Akoon wrestled with her, but she replied, “I do love thee, Akoon; but honour is greater than love, and who am I that I should blacken my father?” Sister Alberta journeyed all the way up from Holy Cross on the first steamer, and to no better end.

“My father wanders in the thick and endless forests,” said El-Soo. “And there will he wander, with the lost souls crying, till the debt be paid. Then, and not until then, may he go on to the house of the Great Father.”

“And you believe this?” Sister Alberta asked.

“I do not know,” El-Soo made answer. “It was my father’s belief.”

Sister Alberta shrugged her shoulders incredulously.

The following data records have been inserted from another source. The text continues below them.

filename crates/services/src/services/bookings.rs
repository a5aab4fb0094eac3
//! Validated persistence for flights, transport and not-travelling flags.

use chrono::NaiveTime;
use db::models::{
    flight::{CreateFlight, Flight},
    not_travelling::{NotTravelling, UpsertNotTravelling},
    term::{School, Term},
    transport::{CreateTransport, Transport},
};
use sqlx::PgPool;
use thiserror::Error;
use tracing::info;
use uuid::Uuid;

#[derive(Debug, Error)]
pub enum BookingError {
    #[error("database error: {0}")]
    Database(#[from] sqlx::Error),
    #[error("invalid {field}: {reason}")]
    Invalid { field: &'static str, reason: String },
    #[error("term not found: {0}")]
    TermNotFound(String),
    #[error("flight not found: {0}")]
    FlightNotFound(Uuid),
    #[error("transport not found: {0}")]
    TransportNotFound(Uuid),
    #[error("no not-travelling record for term: {0}")]
    NotTravellingNotFound(String),
}

impl BookingError {
    fn invalid(field: &'static str, reason: impl Into<String>) -> Self {
        Self::Invalid {
            field,
            reason: reason.into(),
        }
    }

    pub fn is_not_found(&self) -> bool {
        matches!(
            self,
            Self::TermNotFound(_)
                | Self::FlightNotFound(_)
                | Self::TransportNotFound(_)
                | Self::NotTravellingNotFound(_)
        )
    }
}

fn require(field: &'static str, value: &str) -> Result<(), BookingError> {
    if value.trim().is_empty() {
        return Err(BookingError::invalid(field, "must not be empty"));
    }
    Ok(())
}

fn require_time(field: &'static str, value: &str) -> Result<(), BookingError> {
    NaiveTime::parse_from_str(value.trim(), "%H:%M")
        .map(|_| ())
        .map_err(|_| BookingError::invalid(field, format!("expected HH:MM, got {value:?}")))
}

pub fn validate_flight(data: &CreateFlight) -> Result<(), BookingError> {
    require("term_id", &data.term_id)?;
    require("airline", &data.airline)?;
    require("flight_number", &data.flight_number)?;
    require("departure_airport", &data.departure_airport)?;
    require("arrival_airport", &data.arrival_airport)?;
    require_time("departure_time", &data.departure_time)?;
    require_time("arrival_time", &data.arrival_time)?;

    if data.arrival_date < data.departure_date {
        return Err(BookingError::invalid(
            "arrival_date",
            "must not be before departure_date",
        ));
    }
    Ok(())
}

pub fn validate_transport(data: &CreateTransport) -> Result<(), BookingError> {
    require("term_id", &data.term_id)?;
    require_time("pickup_time", &data.pickup_time)?;

    if data.vehicle_type.requires_driver_details() {
        require("driver_name", &data.driver_name)?;
        require("phone_number", &data.phone_number)?;
        require("license_number", &data.license_number)?;
    }
    Ok(())
}

/// CRUD over the booking tables. Inputs are validated before any SQL runs.
pub struct BookingService {
    pool: PgPool,
}

impl BookingService {
    pub fn new(pool: PgPool) -> Self {
        Self { pool }
    }

    async fn ensure_term(&self, term_id: &str) -> Result<(), BookingError> {
        if Term::exists(&self.pool, term_id).await? {
            Ok(())
        } else {
            Err(BookingError::TermNotFound(term_id.to_string()))
        }
    }

    pub async fn list_terms(&self, school: Option<School>) -> Result<Vec<Term>, BookingError> {
        let terms = match school {
            Some(school) => Term::find_by_school(&self.pool, school).await?,
            None => Term::find_all(&self.pool).await?,
        };
        Ok(terms)
    }

    pub async fn list_flights(&self, term_id: Option<&str>) -> Result<Vec<Flight>, BookingError> {
        let flights = match term_id {
            Some(term_id) => Flight::find_by_term_id(&self.pool, term_id).await?,
            None => Flight::find_all(&self.pool).await?,
        };
        Ok(flights)
    }

    pub async fn get_flight(&self, id: Uuid) -> Result<Flight, BookingError> {
        Flight::find_by_id(&self.pool, id)
            .await?
            .ok_or(BookingError::FlightNotFound(id))
    }

    pub async fn create_flight(&self, data: &CreateFlight) -> Result<Flight, BookingError> {
        validate_flight(data)?;
        self.ensure_term(&data.term_id).await?;

        let flight = Flight::create(&self.pool, Uuid::new_v4(), data).await?;
        info!(
            flight_id = %flight.id,
            term_id = %flight.term_id,
            direction = %flight.direction,
            flight_number = %flight.flight_number,
            "Flight created"
        );
        Ok(flight)
    }

    pub async fn update_flight(&self, id: Uuid, data: &CreateFlight) -> Result<Flight, BookingError> {
        validate_flight(data)?;
        self.ensure_term(&data.term_id).await?;

        let flight = Flight::update(&self.pool, id, data)
            .await?
            .ok_or(BookingError::FlightNotFound(id))?;
        info!(flight_id = %id, term_id = %flight.term_id, "Flight updated");
        Ok(flight)
    }

    pub async fn delete_flight(&self, id: Uuid) -> Result<(), BookingError> {
        if Flight::delete(&self.pool, id).await? == 0 {
            return Err(BookingError::FlightNotFound(id));
        }
        info!(flight_id = %id, "Flight deleted");
        Ok(())
    }

    pub async fn list_transport(
        &self,
        term_id: Option<&str>,
    ) -> Result<Vec<Transport>, BookingError> {
        let transport = match term_id {
            Some(term_id) => Transport::find_by_term_id(&self.pool, term_id).await?,
            None => Transport::find_all(&self.pool).await?,
        };
        Ok(transport)
    }

    pub async fn get_transport(&self, id: Uuid) -> Result<Transport, BookingError> {
        Transport::find_by_id(&self.pool, id)
            .await?
            .ok_or(BookingError::TransportNotFound(id))
    }

    pub async fn create_transport(&self, data: &CreateTransport) -> Result<Transport, BookingError> {
        validate_transport(data)?;
        self.ensure_term(&data.term_id).await?;

        let transport = Transport::create(&self.pool, Uuid::new_v4(), data).await?;
        info!(
            transport_id = %transport.id,
            term_id = %transport.term_id,
            direction = %transport.direction,
            vehicle_type = %transport.vehicle_type,
            "Transport created"
        );
        Ok(transport)
    }

    pub async fn update_transport(
        &self,
        id: Uuid,
        data: &CreateTransport,
    ) -> Result<Transport, BookingError> {
        validate_transport(data)?;
        self.ensure_term(&data.term_id).await?;

        let transport = Transport::update(&self.pool, id, data)
            .await?
            .ok_or(BookingError::TransportNotFound(id))?;
        info!(transport_id = %id, term_id = %transport.term_id, "Transport updated");
        Ok(transport)
    }

    pub async fn delete_transport(&self, id: Uuid) -> Result<(), BookingError> {
        if Transport::delete(&self.pool, id).await? == 0 {
            return Err(BookingError::TransportNotFound(id));
        }
        info!(transport_id = %id, "Transport deleted");
        Ok(())
    }

    pub async fn list_not_travelling(
        &self,
        term_id: Option<&str>,
    ) -> Result<Vec<NotTravelling>, BookingError> {
        let records: Vec<NotTravelling> = match term_id {
            Some(term_id) => NotTravelling::find_by_term_id(&self.pool, term_id)
                .await?
                .into_iter()
                .collect(),
            None => NotTravelling::find_all(&self.pool).await?,
        };
        Ok(records)
    }

    pub async fn set_not_travelling(
        &self,
        term_id: &str,
        data: &UpsertNotTravelling,
    ) -> Result<NotTravelling, BookingError> {
        self.ensure_term(term_id).await?;

        let record = NotTravelling::upsert(&self.pool, term_id, data).await?;
        info!(
            term_id = %term_id,
            no_flights = record.no_flights,
            no_transport = record.no_transport,
            "Not-travelling flag saved"
        );
        Ok(record)
    }

    pub async fn clear_not_travelling(&self, term_id: &str) -> Result<(), BookingError> {
        if NotTravelling::delete(&self.pool, term_id).await? == 0 {
            return Err(BookingError::NotTravellingNotFound(term_id.to_string()));
        }
        info!(term_id = %term_id, "Not-travelling flag cleared");
        Ok(())
    }
}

“Who knows but that the things we believe come true?” El-Soo went on. “Why not? The next world to you may be heaven and harps . . . because you have believed heaven and harps; to my father the next world may be a large house where he will sit always at table feasting with God.”

“And you?” Sister Alberta asked. “What is your next world?”

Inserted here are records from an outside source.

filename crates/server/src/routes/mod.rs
use axum::{Router, middleware::from_fn_with_state};
use serde::Deserialize;
use tower_http::trace::TraceLayer;

use crate::{AppState, auth::require_secret};

pub mod flights;
pub mod health;
pub mod journeys;
pub mod not_travelling;
pub mod terms;
pub mod transport;

/// Optional `?term_id=` filter shared by the list endpoints
#[derive(Debug, Default, Deserialize)]
pub struct TermQuery {
    pub term_id: Option<String>,
}

pub fn router(state: AppState) -> Router {
    let protected = Router::new()
        .merge(terms::router())
        .merge(flights::router())
        .merge(transport::router())
        .merge(not_travelling::router())
        .merge(journeys::router())
        .route_layer(from_fn_with_state(state.clone(), require_secret));

    Router::new()
        .nest("/api", health::router().merge(protected))
        .layer(TraceLayer::new_for_http())
        .with_state(state)
}
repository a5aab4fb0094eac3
pub mod logging;
pub mod response;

El-Soo hesitated but for a moment. “I should like a little of both,” she said. “I should like to see your face as well as the face of my father.”

The day of the auction came. Tana-naw Station was populous. As was their custom, the tribes had gathered to await the salmon-run, and in the meantime spent the time in dancing and frolicking, trading and gossiping. Then there was the ordinary sprinkling of white adventurers, traders, and prospectors, and, in addition, a large number of white men who had come because of curiosity or interest in the affair.